40 minutes with myself and my text editor

At the 20-minute development mark, I pushed the source code to GitHub and started to write documentation.

I do not use AI tools to write since I prefer to write from the heart (even, and usually, at my own expense), so it took me the rest of the hour to write the README. Notably, I reinforced while writing a quickstart user guide that MOLLOY DETECTOR is unusable for a non-technical user and is far from ready to be packaged into a consumer product as-is. It requires command line proficiency, uploading likely copyrighted material to specific filepaths, and granting screen recording permissions that would and should face hurdles in any app store worth its salt in security practices. I pushed copyrighted audio (SexyBack) to the GitHub repository because I put my customers first and I am not trying to profit from this, but that is a huge no-go in the rest of the industry.

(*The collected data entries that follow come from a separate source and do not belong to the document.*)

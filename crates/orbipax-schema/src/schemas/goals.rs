use orbipax_core::step::WizardStepId;

use crate::StepSchema;
use crate::engine::{lookup, parse_date};
use crate::rules::{
    CrossCheck, DateBound, Document, FieldKind, FieldSpec, ValidationContext, ValidationIssue,
};

pub struct GoalsSchema;

pub const PRIORITIES: &[&str] = &["low", "medium", "high"];
pub const MAX_GOALS: usize = 10;

const GOAL_FIELDS: &[FieldSpec] = &[
    FieldSpec::required("description", "Goal", FieldKind::Text { min: 5, max: 500 }),
    FieldSpec::required("priority", "Priority", FieldKind::OneOf(PRIORITIES)),
    FieldSpec::optional("targetDate", "Target date", FieldKind::Date(DateBound::Any)),
];

const GOAL: FieldKind = FieldKind::Object(GOAL_FIELDS);

const FIELDS: &[FieldSpec] = &[
    FieldSpec::required(
        "goals",
        "Treatment goals",
        FieldKind::List {
            item: &GOAL,
            min: 1,
            max: MAX_GOALS,
        },
    ),
    FieldSpec::optional(
        "motivationLevel",
        "Motivation level",
        FieldKind::Integer { min: 1, max: 10 },
    ),
];

/// Only enforced while the goal is entered; a stored goal whose target date
/// has since passed stays valid.
fn target_dates_ahead(doc: &Document, ctx: &ValidationContext, issues: &mut Vec<ValidationIssue>) {
    if ctx.is_recheck() {
        return;
    }
    for (index, goal) in lookup::entries(doc, "goals") {
        if let Some(target) = lookup::text(goal, "targetDate").and_then(parse_date)
            && target < ctx.today
        {
            issues.push(ValidationIssue::new(
                &["goals", &index.to_string(), "targetDate"],
                "Target date cannot be in the past",
            ));
        }
    }
}

const CHECKS: &[CrossCheck] = &[target_dates_ahead];

impl StepSchema for GoalsSchema {
    fn step(&self) -> WizardStepId {
        WizardStepId::Goals
    }

    fn fields(&self) -> &'static [FieldSpec] {
        FIELDS
    }

    fn checks(&self) -> &'static [CrossCheck] {
        CHECKS
    }
}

I filed the most pressing functionality improvements as issues (UI accessibility, runnable executable, uploading audio to playback and not requiring users to upload to assets/sexyback.mp3 exact filematch, and testing Claude Vision and audio detection).

What this means for all of us

MOLLOY DETECTOR is not ready to be a Chrome extension. It is not ready to go on any app store. And while Claude Code, even out of box without significant MCP configuration, gets something reasonable up and running in a short amount of time, it can also lead an inexperienced developer astray.

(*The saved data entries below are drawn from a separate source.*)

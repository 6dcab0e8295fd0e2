//! Conversion between the flat JSON storage shape of a step and its typed
//! canonical shape.
//!
//! Mapping never validates. A document that breaks a business rule still
//! maps; only input outside the storage shape (an unparsable date, a string
//! where a list belongs, a missing or unknown key, a value that would not
//! come back unchanged) is a [`MappingError`]. Whatever `to_canonical`
//! accepts, `to_storage` gives back exactly.

use serde::Serialize;
use serde::de::DeserializeOwned;
use serde_json::Value;

use crate::error::MappingError;
use crate::models::{StepData, StepRecord, StoredStepRecord};
use crate::step::WizardStepId;

fn decode<T: DeserializeOwned>(step: WizardStepId, value: &Value) -> Result<T, MappingError> {
    T::deserialize(value).map_err(|source| MappingError::Structure { step, source })
}

fn encode<T: Serialize>(data: &T) -> Result<Value, MappingError> {
    Ok(serde_json::to_value(data)?)
}

/// Storage document → canonical step data.
pub fn to_canonical(step: WizardStepId, value: &Value) -> Result<StepData, MappingError> {
    let data = match step {
        WizardStepId::Welcome => StepData::Welcome(decode(step, value)?),
        WizardStepId::Demographics => StepData::Demographics(decode(step, value)?),
        WizardStepId::Insurance => StepData::Insurance(decode(step, value)?),
        WizardStepId::Diagnoses => StepData::Diagnoses(decode(step, value)?),
        WizardStepId::MedicalProviders => StepData::MedicalProviders(decode(step, value)?),
        WizardStepId::Medications => StepData::Medications(decode(step, value)?),
        WizardStepId::Referrals => StepData::Referrals(decode(step, value)?),
        WizardStepId::Goals => StepData::Goals(decode(step, value)?),
        WizardStepId::LegalForms => StepData::LegalForms(decode(step, value)?),
        WizardStepId::Review => StepData::Review(decode(step, value)?),
    };
    if to_storage(&data)? != *value {
        return Err(MappingError::NotCanonical { step });
    }
    Ok(data)
}

/// Canonical step data → storage document.
pub fn to_storage(data: &StepData) -> Result<Value, MappingError> {
    match data {
        StepData::Welcome(d) => encode(d),
        StepData::Demographics(d) => encode(d),
        StepData::Insurance(d) => encode(d),
        StepData::Diagnoses(d) => encode(d),
        StepData::MedicalProviders(d) => encode(d),
        StepData::Medications(d) => encode(d),
        StepData::Referrals(d) => encode(d),
        StepData::Goals(d) => encode(d),
        StepData::LegalForms(d) => encode(d),
        StepData::Review(d) => encode(d),
    }
}

pub fn record_to_storage(record: &StepRecord) -> Result<StoredStepRecord, MappingError> {
    Ok(StoredStepRecord {
        patient_id: record.patient_id(),
        organization_id: record.organization_id(),
        step: record.step(),
        recorded_at: record.recorded_at(),
        data: to_storage(record.data())?,
    })
}

pub fn record_from_storage(stored: &StoredStepRecord) -> Result<StepRecord, MappingError> {
    let data = to_canonical(stored.step, &stored.data)?;
    Ok(StepRecord::new(
        stored.patient_id,
        stored.organization_id,
        data,
        stored.recorded_at,
    ))
}

/// Like [`record_from_storage`], but the stored step must match `expected`.
pub fn record_from_storage_for(
    expected: WizardStepId,
    stored: &StoredStepRecord,
) -> Result<StepRecord, MappingError> {
    if stored.step != expected {
        return Err(MappingError::StepMismatch {
            expected,
            stored: stored.step,
        });
    }
    record_from_storage(stored)
}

For most software engineers, product managers, and industry practitioners in San Francisco and New York reading this blog, this isn’t news. You have little trouble guiding Claude, Codex, Cursor to accelerate your development; you naturally integrate them into your daily work in an informed, controlled way. You understood MCPs immediately as a conceptual API. That’s because you’re the experts. You’ve built software from scratch, you’ve made cost and design trade-offs with definitionally irrational human beings before there were standardized recommendations. You are able to appreciate the situations where Claude can one-shot an implementation and you recognize the limitations it has in building extensible, maintainable software without your explicit enforcement.

You are also the exception in the massive population starting to rely on tools like Claude Code to build products that humans use.

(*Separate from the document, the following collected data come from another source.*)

use serde::{Deserialize, Serialize};
use ts_rs::TS;

#[derive(Debug, Clone, PartialEq, Serialize, Deserialize, TS)]
#[serde(rename_all = "camelCase", deny_unknown_fields)]
#[ts(export)]
pub struct TreatmentGoals {
    pub goals: Vec<TreatmentGoal>,
    #[serde(default, skip_serializing_if = "Option::is_none")]
    pub motivation_level: Option<u8>,
}

#[derive(Debug, Clone, PartialEq, Serialize, Deserialize, TS)]
#[serde(rename_all = "camelCase", deny_unknown_fields)]
#[ts(export)]
pub struct TreatmentGoal {
    pub description: String,
    pub priority: GoalPriority,
    #[serde(default, skip_serializing_if = "Option::is_none")]
    pub target_date: Option<jiff::civil::Date>,
}

#[derive(Debug, Clone, Copy, PartialEq, Eq, Serialize, Deserialize, TS)]
#[serde(rename_all = "snake_case")]
#[ts(export)]
pub enum GoalPriority {
    Low,
    Medium,
    High,
}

One reason why I continue to use Uber instead of Waymo is that I learn a lot from drivers. My driver on Monday gave me a fairly well-informed take on OpenAI based on his conversations with riders in San Francisco and the tech podcasts he listens to while driving. He was also the first adopter of AI tools in his day job for a catering company and taught his coworkers how to use Copilot. His biggest criticism of Copilot? “You can still tell when writing is AI-generated.”

Personally, I don’t plan to take MOLLOY DETECTOR too much further. As with many things, I feel I’ve gotten at least 80% of the learning from the first 20% of my time with this problem. We’ll stress test this software at an upcoming watch party, which may reveal additional urgent issues.

The larger unknowns and opportunities for longer-term economic and social progress are in studying the ways coding and AI assistants influence the ways we learn and work. To me, this is a permanent work in progress. We already know the risks of the data and methods we use to train our machine counterparts. We know how badly it can go wrong. We have a sense that we need to establish and enforce safety guardrails and checks. The balance I am constantly seeking and revising my own calculus around is the trade-off between what we learn from these tools we’ve trained to be more competent than any single human in many regards, and how much we’re willing to give up in developing our knowledge and reasoning from first principles in the name of productivity.